*** Opening DATASET EXCERPTS ***

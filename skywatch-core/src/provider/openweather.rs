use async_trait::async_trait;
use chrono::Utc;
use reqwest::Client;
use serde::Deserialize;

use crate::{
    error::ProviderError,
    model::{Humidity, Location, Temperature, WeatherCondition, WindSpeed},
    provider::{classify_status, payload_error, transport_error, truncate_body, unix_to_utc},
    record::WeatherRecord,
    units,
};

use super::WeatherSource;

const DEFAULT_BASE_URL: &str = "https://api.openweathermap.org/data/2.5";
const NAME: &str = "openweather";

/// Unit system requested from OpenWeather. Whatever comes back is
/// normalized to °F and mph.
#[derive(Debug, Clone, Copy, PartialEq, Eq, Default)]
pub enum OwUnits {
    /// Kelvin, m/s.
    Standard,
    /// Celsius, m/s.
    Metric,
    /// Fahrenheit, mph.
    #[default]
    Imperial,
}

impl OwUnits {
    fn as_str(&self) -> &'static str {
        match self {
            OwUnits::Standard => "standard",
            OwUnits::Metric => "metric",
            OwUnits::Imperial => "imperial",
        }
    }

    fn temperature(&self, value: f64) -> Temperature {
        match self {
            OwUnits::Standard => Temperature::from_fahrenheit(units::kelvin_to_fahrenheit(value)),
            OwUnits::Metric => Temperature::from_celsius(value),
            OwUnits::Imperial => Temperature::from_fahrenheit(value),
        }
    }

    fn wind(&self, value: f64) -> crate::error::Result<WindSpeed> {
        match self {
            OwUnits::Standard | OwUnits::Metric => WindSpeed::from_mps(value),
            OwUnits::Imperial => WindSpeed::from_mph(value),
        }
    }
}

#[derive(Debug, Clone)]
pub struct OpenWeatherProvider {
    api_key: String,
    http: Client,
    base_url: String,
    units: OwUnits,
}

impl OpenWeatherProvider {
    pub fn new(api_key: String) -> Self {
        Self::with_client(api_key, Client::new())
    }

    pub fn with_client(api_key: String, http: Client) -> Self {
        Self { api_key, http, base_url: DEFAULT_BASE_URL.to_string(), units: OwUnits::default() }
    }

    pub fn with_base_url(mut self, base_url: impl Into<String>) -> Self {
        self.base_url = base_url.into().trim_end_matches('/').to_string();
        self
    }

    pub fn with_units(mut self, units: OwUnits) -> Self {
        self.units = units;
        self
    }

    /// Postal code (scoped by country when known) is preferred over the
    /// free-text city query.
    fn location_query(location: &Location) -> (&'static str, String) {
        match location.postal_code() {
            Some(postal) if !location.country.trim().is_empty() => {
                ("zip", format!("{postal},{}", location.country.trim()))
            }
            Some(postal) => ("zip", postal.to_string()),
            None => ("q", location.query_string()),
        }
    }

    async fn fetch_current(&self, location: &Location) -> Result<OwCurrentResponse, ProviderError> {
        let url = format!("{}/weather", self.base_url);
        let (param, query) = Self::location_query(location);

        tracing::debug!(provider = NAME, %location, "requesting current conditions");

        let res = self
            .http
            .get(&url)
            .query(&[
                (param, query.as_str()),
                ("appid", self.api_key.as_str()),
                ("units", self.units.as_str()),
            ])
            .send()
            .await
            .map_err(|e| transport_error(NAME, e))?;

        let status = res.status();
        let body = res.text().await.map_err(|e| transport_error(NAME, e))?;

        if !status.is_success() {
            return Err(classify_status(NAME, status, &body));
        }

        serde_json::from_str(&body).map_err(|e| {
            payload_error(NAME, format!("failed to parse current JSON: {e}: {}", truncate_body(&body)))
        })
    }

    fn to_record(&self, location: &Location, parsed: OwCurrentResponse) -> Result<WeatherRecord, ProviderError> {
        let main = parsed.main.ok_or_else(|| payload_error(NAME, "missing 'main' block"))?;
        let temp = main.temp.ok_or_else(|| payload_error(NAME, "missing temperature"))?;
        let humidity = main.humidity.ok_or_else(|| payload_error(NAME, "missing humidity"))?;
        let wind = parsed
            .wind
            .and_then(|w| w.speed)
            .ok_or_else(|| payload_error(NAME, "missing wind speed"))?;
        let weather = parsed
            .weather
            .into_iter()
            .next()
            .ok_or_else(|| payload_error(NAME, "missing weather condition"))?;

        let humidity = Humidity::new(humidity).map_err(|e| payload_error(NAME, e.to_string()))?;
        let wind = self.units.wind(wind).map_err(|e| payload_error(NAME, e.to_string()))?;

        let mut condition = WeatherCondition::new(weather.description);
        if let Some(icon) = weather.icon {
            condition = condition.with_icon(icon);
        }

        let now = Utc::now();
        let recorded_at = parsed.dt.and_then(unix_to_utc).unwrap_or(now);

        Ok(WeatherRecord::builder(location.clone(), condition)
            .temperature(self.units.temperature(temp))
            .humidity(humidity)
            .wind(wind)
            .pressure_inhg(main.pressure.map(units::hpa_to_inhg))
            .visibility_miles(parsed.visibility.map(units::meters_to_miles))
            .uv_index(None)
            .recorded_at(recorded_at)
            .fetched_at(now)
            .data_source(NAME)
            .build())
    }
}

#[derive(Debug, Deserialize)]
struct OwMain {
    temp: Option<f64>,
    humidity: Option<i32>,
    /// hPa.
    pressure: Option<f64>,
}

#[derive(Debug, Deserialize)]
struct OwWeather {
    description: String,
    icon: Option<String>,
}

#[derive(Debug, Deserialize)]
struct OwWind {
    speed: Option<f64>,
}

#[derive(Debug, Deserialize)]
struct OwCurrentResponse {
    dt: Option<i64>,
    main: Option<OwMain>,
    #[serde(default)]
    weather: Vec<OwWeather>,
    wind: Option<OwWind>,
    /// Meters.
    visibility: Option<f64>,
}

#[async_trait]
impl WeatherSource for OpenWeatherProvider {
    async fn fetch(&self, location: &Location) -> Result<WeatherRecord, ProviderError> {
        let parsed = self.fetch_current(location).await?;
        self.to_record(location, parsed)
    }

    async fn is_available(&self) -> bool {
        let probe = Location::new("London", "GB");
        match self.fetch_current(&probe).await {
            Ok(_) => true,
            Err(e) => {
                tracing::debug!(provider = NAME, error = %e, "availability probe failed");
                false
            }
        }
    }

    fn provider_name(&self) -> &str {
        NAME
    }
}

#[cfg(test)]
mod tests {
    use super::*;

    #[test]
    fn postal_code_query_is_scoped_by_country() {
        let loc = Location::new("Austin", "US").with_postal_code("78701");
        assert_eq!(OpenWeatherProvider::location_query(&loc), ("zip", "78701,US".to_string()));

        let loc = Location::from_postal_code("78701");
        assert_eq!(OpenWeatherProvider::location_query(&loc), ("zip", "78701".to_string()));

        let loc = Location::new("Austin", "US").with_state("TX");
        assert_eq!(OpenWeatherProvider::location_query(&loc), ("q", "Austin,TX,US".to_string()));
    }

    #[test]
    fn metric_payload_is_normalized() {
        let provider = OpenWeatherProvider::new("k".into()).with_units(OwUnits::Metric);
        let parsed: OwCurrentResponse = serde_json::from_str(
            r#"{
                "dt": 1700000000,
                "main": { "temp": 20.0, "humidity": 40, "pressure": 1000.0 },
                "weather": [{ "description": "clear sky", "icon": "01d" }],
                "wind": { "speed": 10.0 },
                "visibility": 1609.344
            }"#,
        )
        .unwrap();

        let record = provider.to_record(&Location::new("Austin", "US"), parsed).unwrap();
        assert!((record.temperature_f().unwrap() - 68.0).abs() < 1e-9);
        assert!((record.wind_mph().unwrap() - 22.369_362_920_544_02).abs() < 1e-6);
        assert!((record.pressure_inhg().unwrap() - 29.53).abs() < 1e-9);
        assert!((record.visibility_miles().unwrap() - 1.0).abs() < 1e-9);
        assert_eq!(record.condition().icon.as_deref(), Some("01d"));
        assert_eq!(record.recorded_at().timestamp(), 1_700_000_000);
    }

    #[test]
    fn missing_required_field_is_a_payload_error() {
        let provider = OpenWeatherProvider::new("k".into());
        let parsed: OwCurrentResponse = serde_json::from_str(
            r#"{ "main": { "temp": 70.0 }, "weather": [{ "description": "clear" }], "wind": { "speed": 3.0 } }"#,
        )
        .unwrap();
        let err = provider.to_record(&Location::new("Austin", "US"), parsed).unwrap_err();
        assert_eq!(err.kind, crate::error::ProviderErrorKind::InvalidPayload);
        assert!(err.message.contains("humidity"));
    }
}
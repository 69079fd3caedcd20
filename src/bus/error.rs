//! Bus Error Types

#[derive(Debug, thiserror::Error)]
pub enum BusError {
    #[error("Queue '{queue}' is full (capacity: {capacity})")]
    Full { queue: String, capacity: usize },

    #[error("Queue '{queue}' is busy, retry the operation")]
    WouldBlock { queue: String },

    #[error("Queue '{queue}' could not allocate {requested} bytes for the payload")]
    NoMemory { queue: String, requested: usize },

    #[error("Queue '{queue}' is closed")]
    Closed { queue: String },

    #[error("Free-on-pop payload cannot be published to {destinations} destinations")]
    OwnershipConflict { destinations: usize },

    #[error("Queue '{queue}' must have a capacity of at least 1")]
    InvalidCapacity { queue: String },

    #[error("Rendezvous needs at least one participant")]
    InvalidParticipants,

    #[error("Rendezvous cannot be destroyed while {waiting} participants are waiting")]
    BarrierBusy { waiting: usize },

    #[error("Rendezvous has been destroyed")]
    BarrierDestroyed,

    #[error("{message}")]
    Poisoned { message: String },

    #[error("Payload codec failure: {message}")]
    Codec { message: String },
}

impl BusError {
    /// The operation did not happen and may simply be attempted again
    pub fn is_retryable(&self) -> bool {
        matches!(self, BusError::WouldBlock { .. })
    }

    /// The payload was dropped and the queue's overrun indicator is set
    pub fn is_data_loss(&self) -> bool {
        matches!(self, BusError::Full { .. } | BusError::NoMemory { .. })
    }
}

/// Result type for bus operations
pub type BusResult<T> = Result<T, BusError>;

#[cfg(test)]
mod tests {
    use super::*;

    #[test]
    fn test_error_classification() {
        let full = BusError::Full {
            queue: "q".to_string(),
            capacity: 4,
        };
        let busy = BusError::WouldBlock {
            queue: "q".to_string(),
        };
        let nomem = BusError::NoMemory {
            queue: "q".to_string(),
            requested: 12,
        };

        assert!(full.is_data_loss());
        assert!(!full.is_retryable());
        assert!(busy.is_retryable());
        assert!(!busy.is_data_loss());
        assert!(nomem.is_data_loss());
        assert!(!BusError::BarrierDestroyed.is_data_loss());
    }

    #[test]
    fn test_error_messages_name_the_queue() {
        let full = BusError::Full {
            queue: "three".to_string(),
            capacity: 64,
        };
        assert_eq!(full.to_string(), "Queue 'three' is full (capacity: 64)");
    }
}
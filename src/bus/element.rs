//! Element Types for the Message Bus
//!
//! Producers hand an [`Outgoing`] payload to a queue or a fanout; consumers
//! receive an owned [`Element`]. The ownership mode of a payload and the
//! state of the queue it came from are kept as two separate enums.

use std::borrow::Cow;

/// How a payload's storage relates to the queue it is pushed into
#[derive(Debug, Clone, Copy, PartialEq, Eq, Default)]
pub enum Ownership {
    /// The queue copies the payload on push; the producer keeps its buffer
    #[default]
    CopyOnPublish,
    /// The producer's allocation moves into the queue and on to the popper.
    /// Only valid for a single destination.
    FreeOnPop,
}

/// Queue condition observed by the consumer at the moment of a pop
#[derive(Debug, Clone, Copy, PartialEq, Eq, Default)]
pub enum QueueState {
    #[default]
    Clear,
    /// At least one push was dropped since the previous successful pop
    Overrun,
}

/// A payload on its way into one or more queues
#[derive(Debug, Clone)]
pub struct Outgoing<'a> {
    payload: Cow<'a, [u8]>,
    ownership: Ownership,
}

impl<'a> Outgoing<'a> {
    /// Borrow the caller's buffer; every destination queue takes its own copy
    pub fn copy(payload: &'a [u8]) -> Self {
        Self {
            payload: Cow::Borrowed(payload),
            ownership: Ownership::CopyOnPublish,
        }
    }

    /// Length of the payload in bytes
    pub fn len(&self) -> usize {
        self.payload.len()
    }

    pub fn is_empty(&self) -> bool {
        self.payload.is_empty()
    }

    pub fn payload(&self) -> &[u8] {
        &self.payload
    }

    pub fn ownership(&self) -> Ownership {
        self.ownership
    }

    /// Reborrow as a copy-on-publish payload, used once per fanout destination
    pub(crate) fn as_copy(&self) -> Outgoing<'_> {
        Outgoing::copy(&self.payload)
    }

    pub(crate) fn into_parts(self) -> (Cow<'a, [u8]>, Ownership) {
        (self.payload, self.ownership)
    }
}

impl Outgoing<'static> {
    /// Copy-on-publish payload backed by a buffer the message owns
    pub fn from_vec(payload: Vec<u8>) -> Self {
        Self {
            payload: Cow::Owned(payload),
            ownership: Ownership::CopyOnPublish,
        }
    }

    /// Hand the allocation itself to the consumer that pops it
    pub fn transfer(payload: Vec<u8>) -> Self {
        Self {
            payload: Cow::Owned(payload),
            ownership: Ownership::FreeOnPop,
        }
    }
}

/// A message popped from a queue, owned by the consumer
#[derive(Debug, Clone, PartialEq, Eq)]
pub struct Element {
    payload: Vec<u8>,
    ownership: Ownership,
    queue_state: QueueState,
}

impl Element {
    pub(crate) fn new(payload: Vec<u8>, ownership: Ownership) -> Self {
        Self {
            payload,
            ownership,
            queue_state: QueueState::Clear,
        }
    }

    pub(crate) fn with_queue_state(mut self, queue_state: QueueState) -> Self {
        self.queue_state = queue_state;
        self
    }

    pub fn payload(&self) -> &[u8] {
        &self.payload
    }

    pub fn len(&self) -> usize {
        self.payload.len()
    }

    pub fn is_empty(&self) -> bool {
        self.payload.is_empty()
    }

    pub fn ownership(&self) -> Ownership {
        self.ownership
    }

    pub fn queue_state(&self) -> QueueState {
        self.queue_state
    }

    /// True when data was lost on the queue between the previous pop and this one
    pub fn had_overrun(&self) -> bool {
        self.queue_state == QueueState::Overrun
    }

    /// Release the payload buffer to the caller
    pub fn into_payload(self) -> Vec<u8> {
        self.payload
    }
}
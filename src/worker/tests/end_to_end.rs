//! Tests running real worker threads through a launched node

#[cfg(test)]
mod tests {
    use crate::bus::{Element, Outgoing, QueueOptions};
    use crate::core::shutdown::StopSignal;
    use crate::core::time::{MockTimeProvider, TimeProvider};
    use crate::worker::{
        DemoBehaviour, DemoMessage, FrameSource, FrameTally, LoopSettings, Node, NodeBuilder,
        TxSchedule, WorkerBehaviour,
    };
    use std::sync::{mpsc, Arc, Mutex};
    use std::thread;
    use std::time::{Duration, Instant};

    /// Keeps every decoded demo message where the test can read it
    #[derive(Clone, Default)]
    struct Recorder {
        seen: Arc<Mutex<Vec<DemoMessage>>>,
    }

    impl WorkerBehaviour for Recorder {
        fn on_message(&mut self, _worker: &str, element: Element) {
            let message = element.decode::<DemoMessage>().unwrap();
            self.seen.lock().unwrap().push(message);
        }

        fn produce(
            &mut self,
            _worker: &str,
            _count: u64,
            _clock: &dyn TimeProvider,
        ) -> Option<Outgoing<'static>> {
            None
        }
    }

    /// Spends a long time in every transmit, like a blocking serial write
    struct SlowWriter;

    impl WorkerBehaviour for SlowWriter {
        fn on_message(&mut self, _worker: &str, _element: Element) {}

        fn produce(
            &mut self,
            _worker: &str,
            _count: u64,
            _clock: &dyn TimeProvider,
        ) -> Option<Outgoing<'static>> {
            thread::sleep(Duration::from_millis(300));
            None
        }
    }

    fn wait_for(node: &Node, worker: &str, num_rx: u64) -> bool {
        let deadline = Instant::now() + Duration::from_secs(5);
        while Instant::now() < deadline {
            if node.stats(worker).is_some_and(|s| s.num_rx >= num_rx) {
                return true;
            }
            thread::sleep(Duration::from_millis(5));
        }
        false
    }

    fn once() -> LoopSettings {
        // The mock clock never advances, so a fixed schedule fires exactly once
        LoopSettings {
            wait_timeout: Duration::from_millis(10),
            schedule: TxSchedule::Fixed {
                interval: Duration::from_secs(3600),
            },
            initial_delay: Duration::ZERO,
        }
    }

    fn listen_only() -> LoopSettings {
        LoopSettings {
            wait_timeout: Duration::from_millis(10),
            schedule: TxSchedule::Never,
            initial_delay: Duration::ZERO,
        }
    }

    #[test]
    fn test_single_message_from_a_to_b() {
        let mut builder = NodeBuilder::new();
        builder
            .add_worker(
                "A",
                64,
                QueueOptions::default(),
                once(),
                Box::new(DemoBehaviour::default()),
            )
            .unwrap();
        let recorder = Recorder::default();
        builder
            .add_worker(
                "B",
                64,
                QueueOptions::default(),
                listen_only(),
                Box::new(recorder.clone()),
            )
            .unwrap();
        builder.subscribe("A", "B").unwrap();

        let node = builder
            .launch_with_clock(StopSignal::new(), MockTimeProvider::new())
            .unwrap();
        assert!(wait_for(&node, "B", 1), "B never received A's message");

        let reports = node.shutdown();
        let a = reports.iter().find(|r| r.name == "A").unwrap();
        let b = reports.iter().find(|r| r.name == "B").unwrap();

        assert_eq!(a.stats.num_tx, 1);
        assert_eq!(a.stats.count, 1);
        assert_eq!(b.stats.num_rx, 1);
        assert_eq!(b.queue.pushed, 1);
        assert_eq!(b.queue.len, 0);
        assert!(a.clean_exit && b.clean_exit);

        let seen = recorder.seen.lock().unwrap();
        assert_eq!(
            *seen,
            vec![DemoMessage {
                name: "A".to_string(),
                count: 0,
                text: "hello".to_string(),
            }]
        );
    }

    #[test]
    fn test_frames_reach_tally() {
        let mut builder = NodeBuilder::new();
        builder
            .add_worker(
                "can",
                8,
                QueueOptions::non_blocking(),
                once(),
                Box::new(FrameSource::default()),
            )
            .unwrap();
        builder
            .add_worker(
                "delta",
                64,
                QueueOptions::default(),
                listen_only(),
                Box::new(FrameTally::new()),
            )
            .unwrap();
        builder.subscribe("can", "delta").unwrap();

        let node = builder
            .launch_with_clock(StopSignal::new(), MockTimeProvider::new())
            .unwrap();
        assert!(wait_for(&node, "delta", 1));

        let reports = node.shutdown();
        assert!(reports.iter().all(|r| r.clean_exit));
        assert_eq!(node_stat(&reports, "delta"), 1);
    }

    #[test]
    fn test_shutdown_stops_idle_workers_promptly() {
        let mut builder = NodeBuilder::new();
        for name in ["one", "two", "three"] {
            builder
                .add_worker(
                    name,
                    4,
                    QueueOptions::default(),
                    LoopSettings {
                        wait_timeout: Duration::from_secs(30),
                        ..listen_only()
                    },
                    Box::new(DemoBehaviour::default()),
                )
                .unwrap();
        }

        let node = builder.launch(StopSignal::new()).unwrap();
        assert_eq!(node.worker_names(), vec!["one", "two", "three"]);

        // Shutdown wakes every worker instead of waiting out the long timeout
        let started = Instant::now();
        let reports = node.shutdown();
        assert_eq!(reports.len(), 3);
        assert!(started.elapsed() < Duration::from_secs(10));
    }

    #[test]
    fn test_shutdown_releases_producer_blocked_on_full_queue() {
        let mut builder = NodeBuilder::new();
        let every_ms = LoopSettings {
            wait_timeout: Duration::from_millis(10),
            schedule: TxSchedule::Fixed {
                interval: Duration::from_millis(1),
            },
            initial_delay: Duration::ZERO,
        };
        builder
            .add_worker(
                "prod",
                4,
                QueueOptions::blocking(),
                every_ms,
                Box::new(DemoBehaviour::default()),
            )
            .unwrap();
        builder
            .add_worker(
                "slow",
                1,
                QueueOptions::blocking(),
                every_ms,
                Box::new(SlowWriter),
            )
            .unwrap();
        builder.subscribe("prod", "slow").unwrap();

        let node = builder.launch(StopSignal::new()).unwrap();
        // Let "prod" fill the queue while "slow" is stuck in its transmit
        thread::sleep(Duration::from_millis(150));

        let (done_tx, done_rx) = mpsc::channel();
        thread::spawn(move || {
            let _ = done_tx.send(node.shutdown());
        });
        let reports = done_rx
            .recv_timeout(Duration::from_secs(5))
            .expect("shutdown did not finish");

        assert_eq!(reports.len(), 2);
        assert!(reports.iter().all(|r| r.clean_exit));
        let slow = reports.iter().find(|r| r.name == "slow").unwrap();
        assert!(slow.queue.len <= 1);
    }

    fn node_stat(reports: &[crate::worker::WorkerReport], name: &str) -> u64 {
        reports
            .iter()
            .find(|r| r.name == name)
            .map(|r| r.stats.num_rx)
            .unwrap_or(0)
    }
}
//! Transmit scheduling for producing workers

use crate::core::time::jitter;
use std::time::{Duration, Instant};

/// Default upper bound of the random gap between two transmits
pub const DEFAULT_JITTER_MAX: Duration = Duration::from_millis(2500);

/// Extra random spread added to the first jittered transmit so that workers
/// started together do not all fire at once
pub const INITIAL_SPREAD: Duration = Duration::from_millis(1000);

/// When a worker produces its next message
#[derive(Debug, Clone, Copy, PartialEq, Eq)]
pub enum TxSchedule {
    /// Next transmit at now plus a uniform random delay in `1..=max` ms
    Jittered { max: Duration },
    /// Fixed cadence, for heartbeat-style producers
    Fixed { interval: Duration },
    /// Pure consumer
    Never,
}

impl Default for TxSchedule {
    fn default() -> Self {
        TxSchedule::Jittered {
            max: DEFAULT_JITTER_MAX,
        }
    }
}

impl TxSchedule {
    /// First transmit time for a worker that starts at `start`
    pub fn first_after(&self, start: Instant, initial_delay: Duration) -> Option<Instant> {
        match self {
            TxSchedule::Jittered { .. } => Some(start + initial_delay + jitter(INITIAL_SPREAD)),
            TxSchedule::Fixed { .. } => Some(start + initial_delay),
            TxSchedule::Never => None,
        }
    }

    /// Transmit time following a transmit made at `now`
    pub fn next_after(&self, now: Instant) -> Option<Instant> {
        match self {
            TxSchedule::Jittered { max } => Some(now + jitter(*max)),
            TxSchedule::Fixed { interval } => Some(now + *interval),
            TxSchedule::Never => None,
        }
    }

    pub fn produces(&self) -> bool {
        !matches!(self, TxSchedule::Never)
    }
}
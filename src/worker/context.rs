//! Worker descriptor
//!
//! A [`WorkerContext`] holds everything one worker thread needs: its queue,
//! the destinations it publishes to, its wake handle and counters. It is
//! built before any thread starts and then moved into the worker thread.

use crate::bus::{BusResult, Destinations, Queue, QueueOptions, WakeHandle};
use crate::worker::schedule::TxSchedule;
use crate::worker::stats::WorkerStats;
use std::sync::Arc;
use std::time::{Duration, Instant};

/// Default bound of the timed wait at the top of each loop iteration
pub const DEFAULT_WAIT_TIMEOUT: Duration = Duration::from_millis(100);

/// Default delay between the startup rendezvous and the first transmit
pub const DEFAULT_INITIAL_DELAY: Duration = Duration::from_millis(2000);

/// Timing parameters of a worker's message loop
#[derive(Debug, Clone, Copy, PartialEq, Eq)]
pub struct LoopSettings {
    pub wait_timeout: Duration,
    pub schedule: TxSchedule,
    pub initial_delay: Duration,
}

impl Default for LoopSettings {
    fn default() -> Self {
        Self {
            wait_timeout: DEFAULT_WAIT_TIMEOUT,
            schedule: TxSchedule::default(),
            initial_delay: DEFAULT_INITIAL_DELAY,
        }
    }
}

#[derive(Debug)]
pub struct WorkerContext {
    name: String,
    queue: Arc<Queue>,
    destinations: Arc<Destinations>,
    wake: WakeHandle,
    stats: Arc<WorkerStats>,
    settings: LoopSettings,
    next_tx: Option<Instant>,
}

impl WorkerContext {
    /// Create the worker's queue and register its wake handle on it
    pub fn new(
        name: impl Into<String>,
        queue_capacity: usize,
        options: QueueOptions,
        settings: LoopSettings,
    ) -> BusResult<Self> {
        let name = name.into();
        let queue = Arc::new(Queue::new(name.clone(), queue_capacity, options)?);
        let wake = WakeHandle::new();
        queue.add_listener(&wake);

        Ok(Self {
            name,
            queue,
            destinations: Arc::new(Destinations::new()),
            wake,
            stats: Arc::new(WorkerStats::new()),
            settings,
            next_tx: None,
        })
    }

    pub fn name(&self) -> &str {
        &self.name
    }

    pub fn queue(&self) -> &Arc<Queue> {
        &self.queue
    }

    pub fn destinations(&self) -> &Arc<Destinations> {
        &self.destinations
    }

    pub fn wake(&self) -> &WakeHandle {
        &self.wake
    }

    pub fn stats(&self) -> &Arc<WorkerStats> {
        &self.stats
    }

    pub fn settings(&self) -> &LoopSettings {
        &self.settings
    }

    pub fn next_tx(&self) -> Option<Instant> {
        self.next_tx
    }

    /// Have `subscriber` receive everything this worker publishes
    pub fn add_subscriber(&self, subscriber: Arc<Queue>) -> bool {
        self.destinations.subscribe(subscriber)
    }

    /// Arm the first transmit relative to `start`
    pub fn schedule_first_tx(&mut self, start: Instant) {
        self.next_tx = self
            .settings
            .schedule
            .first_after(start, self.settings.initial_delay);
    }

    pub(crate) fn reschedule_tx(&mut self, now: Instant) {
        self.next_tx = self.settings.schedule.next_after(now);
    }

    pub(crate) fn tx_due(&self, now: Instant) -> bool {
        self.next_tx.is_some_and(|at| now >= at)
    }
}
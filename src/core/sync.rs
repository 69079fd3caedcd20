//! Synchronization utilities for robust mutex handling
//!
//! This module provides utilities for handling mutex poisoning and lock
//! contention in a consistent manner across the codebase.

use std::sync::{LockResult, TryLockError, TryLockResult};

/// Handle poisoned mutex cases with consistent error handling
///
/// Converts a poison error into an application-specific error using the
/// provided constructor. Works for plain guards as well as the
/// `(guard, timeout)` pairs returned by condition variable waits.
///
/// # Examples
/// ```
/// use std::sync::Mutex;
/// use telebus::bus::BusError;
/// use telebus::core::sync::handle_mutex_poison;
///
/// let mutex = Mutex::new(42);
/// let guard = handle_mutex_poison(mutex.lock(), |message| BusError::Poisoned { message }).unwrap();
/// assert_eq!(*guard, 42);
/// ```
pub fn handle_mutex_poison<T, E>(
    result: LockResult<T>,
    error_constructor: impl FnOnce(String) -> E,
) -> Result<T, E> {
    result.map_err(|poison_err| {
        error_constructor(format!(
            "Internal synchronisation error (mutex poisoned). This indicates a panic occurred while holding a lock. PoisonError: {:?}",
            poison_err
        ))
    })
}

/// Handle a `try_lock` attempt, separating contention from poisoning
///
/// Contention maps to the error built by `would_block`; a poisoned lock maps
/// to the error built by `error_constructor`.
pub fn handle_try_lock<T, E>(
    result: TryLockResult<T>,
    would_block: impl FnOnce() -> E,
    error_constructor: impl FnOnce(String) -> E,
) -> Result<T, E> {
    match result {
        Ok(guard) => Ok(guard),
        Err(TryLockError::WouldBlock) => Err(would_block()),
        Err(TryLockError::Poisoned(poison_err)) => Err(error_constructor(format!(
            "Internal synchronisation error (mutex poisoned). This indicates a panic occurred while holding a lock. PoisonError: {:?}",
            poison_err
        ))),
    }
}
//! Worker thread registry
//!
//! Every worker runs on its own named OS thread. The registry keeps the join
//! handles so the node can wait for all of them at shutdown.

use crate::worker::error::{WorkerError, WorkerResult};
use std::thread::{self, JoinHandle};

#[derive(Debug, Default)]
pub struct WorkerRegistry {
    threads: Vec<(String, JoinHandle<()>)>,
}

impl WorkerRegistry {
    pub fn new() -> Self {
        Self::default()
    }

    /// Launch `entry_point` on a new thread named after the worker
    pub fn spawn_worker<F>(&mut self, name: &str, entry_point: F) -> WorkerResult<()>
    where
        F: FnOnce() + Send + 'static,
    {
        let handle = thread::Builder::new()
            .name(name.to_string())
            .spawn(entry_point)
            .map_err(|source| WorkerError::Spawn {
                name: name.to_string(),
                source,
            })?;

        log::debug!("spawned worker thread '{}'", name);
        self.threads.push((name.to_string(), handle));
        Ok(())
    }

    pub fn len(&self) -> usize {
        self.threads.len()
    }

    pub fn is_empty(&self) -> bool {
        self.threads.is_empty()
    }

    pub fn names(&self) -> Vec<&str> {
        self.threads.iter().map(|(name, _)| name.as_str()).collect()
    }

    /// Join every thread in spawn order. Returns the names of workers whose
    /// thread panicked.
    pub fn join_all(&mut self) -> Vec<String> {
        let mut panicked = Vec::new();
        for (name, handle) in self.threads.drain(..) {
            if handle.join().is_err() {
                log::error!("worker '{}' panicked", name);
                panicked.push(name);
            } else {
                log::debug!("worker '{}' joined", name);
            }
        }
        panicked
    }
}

*** Closing DATASET EXCERPTS ***

*REQUIRED ACTION*: Show, from the listing above, each line that contains the word "panicked".

*TASK SOLUTION*:
    /// thread panicked.
        let mut panicked = Vec::new();
                log::error!("worker '{}' panicked", name);
                panicked.push(name);
        panicked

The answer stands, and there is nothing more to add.